Is it OK to treat human beings like animal commodities and sexualized objects for the sake of entertainment, corporate sponsorship and bookies’ pockets if everyone’s in on it? One would imagine that the Toughman World Championship Series would be a good place to find out. So I went to Cobo Hall last Saturday with a slightly open mind.
Having seen Fight Club and a few televised boxing matches at college, when my roommates allowed a neighbor to “store” his black box in our living room, I figured I was prepared. I’ve even been in a fight or two … well, broken up a fight or two might be more accurate. But in the process, I’ve taken a punch. And violent thoughts share space with peaceful ones in my mind, just like they do in most everyone else’s.
Basically, Toughman was a bunch of Detroit-area bouncer-type amateur boxers in gloves and head protectors throwing their weight around to the tune of an obnoxious announcer yelling “Get it … get it … get it!” every 45 seconds. There was one knockout. A few fighters yelled, “uncle,” and the rest of the bouts were decided by judges. Each one lasted probably less than 10 minutes, but the sweaty, beefy man-dance was broken up every minute or so by almost-naked female dancers from Déjà Vu. Prancing and jiggling around the shoddy setup and giving crotch-shots to my side of the ring (woo-hoo!) as they eased their way in and out of the ropes, their supposed purpose was to carry a sign with the sponsor’s name and the number of the round. Because without them, the whole event might, you know, seem kind of “gay.”
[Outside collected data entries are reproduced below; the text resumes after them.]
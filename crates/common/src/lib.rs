//! Identifier types shared by every crate in the workspace.

pub mod types;

pub use types::{ActorId, ItemId, LineId, OrderId};
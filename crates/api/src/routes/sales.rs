//! Sales report endpoints. Reads never fail; missing data reports as zero.

use std::sync::Arc;

use axum::Json;
use axum::extract::{Path, Query, State};
use doc_store::DocumentStore;
use ledger::{ProductSales, SalesRanking, SalesSummary};
use serde::Deserialize;

use super::{AppState, parse_pipeline};
use crate::error::ApiError;

const DEFAULT_LIMIT: usize = 10;

#[derive(Debug, Default, Deserialize)]
pub struct ProductsQuery {
    pub limit: Option<usize>,
    #[serde(default)]
    pub by: SalesRanking,
}

/// GET /sales/{pipeline}/summary: global totals.
#[tracing::instrument(skip(state))]
pub async fn summary<S: DocumentStore + Clone + 'static>(
    State(state): State<Arc<AppState<S>>>,
    Path(pipeline): Path<String>,
) -> Result<Json<SalesSummary>, ApiError> {
    let pipeline = parse_pipeline(&pipeline)?;
    Ok(Json(state.ledger.sales.summary(pipeline).await))
}

/// GET /sales/{pipeline}/products: best sellers by revenue or units.
#[tracing::instrument(skip(state))]
pub async fn products<S: DocumentStore + Clone + 'static>(
    State(state): State<Arc<AppState<S>>>,
    Path(pipeline): Path<String>,
    Query(query): Query<ProductsQuery>,
) -> Result<Json<Vec<ProductSales>>, ApiError> {
    let pipeline = parse_pipeline(&pipeline)?;
    let limit = query.limit.unwrap_or(DEFAULT_LIMIT);
    Ok(Json(
        state
            .ledger
            .sales
            .top_products(pipeline, query.by, limit)
            .await,
    ))
}
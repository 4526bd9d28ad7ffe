//! Orders: checkout, the pending → confirmed | cancelled state machine and
//! the partitions each state lives in.

mod ledger;
mod model;
mod state;

pub use ledger::OrderLedger;
pub use model::{Order, OrderLine};
pub use state::OrderStatus;
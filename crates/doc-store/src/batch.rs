use std::collections::HashSet;

use serde::Serialize;

use crate::{DocumentKey, Result, StoreError, Version};

/// Condition a document must satisfy for a batch to commit.
#[derive(Debug, Clone, Copy, PartialEq, Eq)]
pub enum Precondition {
    /// No check is performed (use with caution).
    Any,
    /// The document must not exist.
    Absent,
    /// The document must exist, at any version.
    Exists,
    /// The document must be at exactly this version.
    Version(Version),
}

impl Precondition {
    /// Creates the precondition matching a version observed by a read.
    ///
    /// An observed version of 0 means the read found nothing.
    pub fn observed(version: Version) -> Self {
        if version == Version::initial() {
            Precondition::Absent
        } else {
            Precondition::Version(version)
        }
    }

    /// Returns true if a document at `actual` (None when absent) satisfies this condition.
    pub fn holds(&self, actual: Option<Version>) -> bool {
        match self {
            Precondition::Any => true,
            Precondition::Absent => actual.is_none(),
            Precondition::Exists => actual.is_some(),
            Precondition::Version(expected) => actual == Some(*expected),
        }
    }
}

impl std::fmt::Display for Precondition {
    fn fmt(&self, f: &mut std::fmt::Formatter<'_>) -> std::fmt::Result {
        match self {
            Precondition::Any => write!(f, "any version"),
            Precondition::Absent => write!(f, "absent"),
            Precondition::Exists => write!(f, "present"),
            Precondition::Version(v) => write!(f, "version {v}"),
        }
    }
}

/// A single operation inside a [`WriteBatch`].
#[derive(Debug, Clone)]
pub enum WriteOp {
    /// Creates or replaces a document.
    Put {
        key: DocumentKey,
        body: serde_json::Value,
        precondition: Precondition,
    },
    /// Removes a document.
    Delete {
        key: DocumentKey,
        precondition: Precondition,
    },
    /// Validates a document that was read but is not written.
    Check {
        key: DocumentKey,
        precondition: Precondition,
    },
}

impl WriteOp {
    /// Returns the key this operation targets.
    pub fn key(&self) -> &DocumentKey {
        match self {
            WriteOp::Put { key, .. } | WriteOp::Delete { key, .. } | WriteOp::Check { key, .. } => {
                key
            }
        }
    }

    /// Returns the precondition of this operation.
    pub fn precondition(&self) -> Precondition {
        match self {
            WriteOp::Put { precondition, .. }
            | WriteOp::Delete { precondition, .. }
            | WriteOp::Check { precondition, .. } => *precondition,
        }
    }
}

/// A group of writes that commit atomically.
///
/// Every precondition is checked before any operation is applied; if one
/// fails, the whole batch is rejected and the store is unchanged.
#[derive(Debug, Clone, Default)]
pub struct WriteBatch {
    ops: Vec<WriteOp>,
}

impl WriteBatch {
    /// Creates an empty batch.
    pub fn new() -> Self {
        Self::default()
    }

    /// Adds a put of a serializable body.
    pub fn put<T: Serialize>(
        mut self,
        key: DocumentKey,
        body: &T,
        precondition: Precondition,
    ) -> Result<Self> {
        self.push(WriteOp::Put {
            key,
            body: serde_json::to_value(body)?,
            precondition,
        });
        Ok(self)
    }

    /// Adds a delete.
    pub fn delete(mut self, key: DocumentKey, precondition: Precondition) -> Self {
        self.push(WriteOp::Delete { key, precondition });
        self
    }

    /// Adds a read validation.
    pub fn check(mut self, key: DocumentKey, precondition: Precondition) -> Self {
        self.push(WriteOp::Check { key, precondition });
        self
    }

    /// Appends a raw operation.
    pub fn push(&mut self, op: WriteOp) {
        self.ops.push(op);
    }

    /// Returns the operations in insertion order.
    pub fn ops(&self) -> &[WriteOp] {
        &self.ops
    }

    /// Consumes the batch, returning its operations.
    pub fn into_ops(self) -> Vec<WriteOp> {
        self.ops
    }

    /// Returns the number of operations.
    pub fn len(&self) -> usize {
        self.ops.len()
    }

    /// Returns true if the batch has no operations.
    pub fn is_empty(&self) -> bool {
        self.ops.is_empty()
    }
}

/// Validates a batch before it is committed.
pub fn validate_batch(batch: &WriteBatch) -> Result<()> {
    if batch.is_empty() {
        return Err(StoreError::InvalidBatch(
            "Cannot commit an empty batch".to_string(),
        ));
    }

    let mut seen = HashSet::with_capacity(batch.len());
    for op in batch.ops() {
        if !seen.insert(op.key()) {
            return Err(StoreError::InvalidBatch(format!(
                "Document {} appears more than once in the batch",
                op.key()
            )));
        }
    }

    Ok(())
}

#[cfg(test)]
mod tests {
    use super::*;

    #[test]
    fn precondition_holds() {
        assert!(Precondition::Any.holds(None));
        assert!(Precondition::Any.holds(Some(Version::first())));
        assert!(Precondition::Absent.holds(None));
        assert!(!Precondition::Absent.holds(Some(Version::first())));
        assert!(Precondition::Exists.holds(Some(Version::new(3))));
        assert!(!Precondition::Exists.holds(None));
        assert!(Precondition::Version(Version::new(2)).holds(Some(Version::new(2))));
        assert!(!Precondition::Version(Version::new(2)).holds(Some(Version::new(3))));
        assert!(!Precondition::Version(Version::new(2)).holds(None));
    }

    #[test]
    fn observed_initial_version_means_absent() {
        assert_eq!(
            Precondition::observed(Version::initial()),
            Precondition::Absent
        );
        assert_eq!(
            Precondition::observed(Version::new(4)),
            Precondition::Version(Version::new(4))
        );
    }

    #[test]
    fn empty_batch_is_invalid() {
        let result = validate_batch(&WriteBatch::new());
        assert!(matches!(result, Err(StoreError::InvalidBatch(_))));
    }

    #[test]
    fn duplicate_key_is_invalid() {
        let key = DocumentKey::new("cart", "l1");
        let batch = WriteBatch::new()
            .put(key.clone(), &serde_json::json!({}), Precondition::Any)
            .unwrap()
            .delete(key, Precondition::Any);
        assert!(matches!(
            validate_batch(&batch),
            Err(StoreError::InvalidBatch(_))
        ));
    }

    #[test]
    fn distinct_keys_are_valid() {
        let batch = WriteBatch::new()
            .put(
                DocumentKey::new("inventory", "p1"),
                &serde_json::json!({"quantity": 1}),
                Precondition::Exists,
            )
            .unwrap()
            .check(DocumentKey::new("user_data", "u1"), Precondition::Any);
        assert!(validate_batch(&batch).is_ok());
        assert_eq!(batch.len(), 2);
    }
}
use doc_store::DocumentStore;

use crate::cart::CartAggregator;
use crate::catalog::CatalogStore;
use crate::config::LedgerConfig;
use crate::order::OrderLedger;
use crate::sales::SalesReport;

/// All ledger components sharing one store handle.
pub struct Ledger<S: DocumentStore> {
    pub catalog: CatalogStore<S>,
    pub carts: CartAggregator<S>,
    pub orders: OrderLedger<S>,
    pub sales: SalesReport<S>,
}

impl<S: DocumentStore + Clone> Ledger<S> {
    /// Builds every component over clones of `store`.
    pub fn new(store: S, config: LedgerConfig) -> Self {
        Self {
            catalog: CatalogStore::new(store.clone(), config.retry),
            carts: CartAggregator::new(store.clone(), config.retry),
            orders: OrderLedger::new(store.clone(), config.retry),
            sales: SalesReport::new(store),
        }
    }
}
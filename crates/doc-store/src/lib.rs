//! Document store boundary for the ledger.
//!
//! Data lives in named collections of schemaless JSON documents. Every
//! document carries a version, and writes are grouped into a [`WriteBatch`]
//! whose preconditions are checked and applied all-or-nothing.

pub mod batch;
pub mod document;
pub mod error;
pub mod memory;
pub mod postgres;
pub mod query;
pub mod store;

pub use batch::{Precondition, WriteBatch, WriteOp};
pub use document::{Document, DocumentKey, Version};
pub use error::{Result, StoreError};
pub use memory::InMemoryDocumentStore;
pub use postgres::PostgresDocumentStore;
pub use query::DocumentQuery;
pub use store::{CommittedWrite, DocumentStore, DocumentStoreExt};
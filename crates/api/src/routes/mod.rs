//! HTTP route handlers.

pub mod carts;
pub mod catalog;
pub mod growth;
pub mod health;
pub mod metrics;
pub mod orders;
pub mod sales;

use doc_store::DocumentStore;
use ledger::{Ledger, Pipeline};

use crate::error::ApiError;

/// Shared application state accessible from all handlers.
pub struct AppState<S: DocumentStore> {
    pub ledger: Ledger<S>,
}

/// Parses the `{pipeline}` path segment (`plants` or `materials`).
pub(crate) fn parse_pipeline(raw: &str) -> Result<Pipeline, ApiError> {
    raw.parse().map_err(ApiError::BadRequest)
}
Oh … except for the token Toughwoman fight, when a cute little boy toted around the sign between rounds. I still haven’t figured out why, but that sight made me feel even more sick to my stomach than the blood spray. Apart from the brief audience brawl that broke out and tore down rows of chairs within a foot of where I was sitting, the women put on the most “exciting” fight of the evening. One of them, a buff-looking Tae Kwon Do artist who had a bouncy aerobics-instructor style of fighting, put in some serious punches on Barnstorming Bitch, a wall of a woman who kept taking it round after round, even after suffering a nasty bloody nose.
In the end, Smoking Joe won the pocket-change purse. But one of my favorites (can’t remember his name), the oldest contender at age 48, was fighting for his grandson, who has bone cancer. He had to quit while ahead, however, on recommendation from the medic because of a knee injury.
My second favorite, Country Boy, also put in some good fights. He was a friendly looking bouncer from Cobo Joe’s, a bar across from the venue and he hugged each of his opponents in a supreme display of “good sportsmanship.” One of his biggest fans, Ann Tarquini, a co-worker at Cobo Joe’s, was sitting in the row behind me. It was her first time at a Toughman contest, but she was one of the most enthusiastic fans in attendance, standing up, screaming and air boxing along with Country Boy in her black duster sweater with extra-long sleeves. A little disappointed in her friend’s loss to Smoking Joe, she informed me that he has “the biggest heart” and that “he gave him a good fight. It was a tough call. I thought he’d go all the way, that’s for sure.”
So, is it OK to treat human beings in this way? While I’m still having a hard time shaking the strange vision of a small child waving to the crowd and walking around the ring between rounds holding a sign (and that announcer who could’ve said “Get it!” about 50 fewer times), why not? We can assume that nothing except a thoroughly bizarre society forced these individuals to enter this competition. We can’t deny that there’s an audience for violence. And at least this is doctor-supervised violence where opponents are afforded the opportunity to give up before it gets to be too much. And we can hope that no one was forced to watch.
So, yeah, go for it. You probably won’t see me at the next one, but know that I’ll be at home, silently rooting for Country Boy.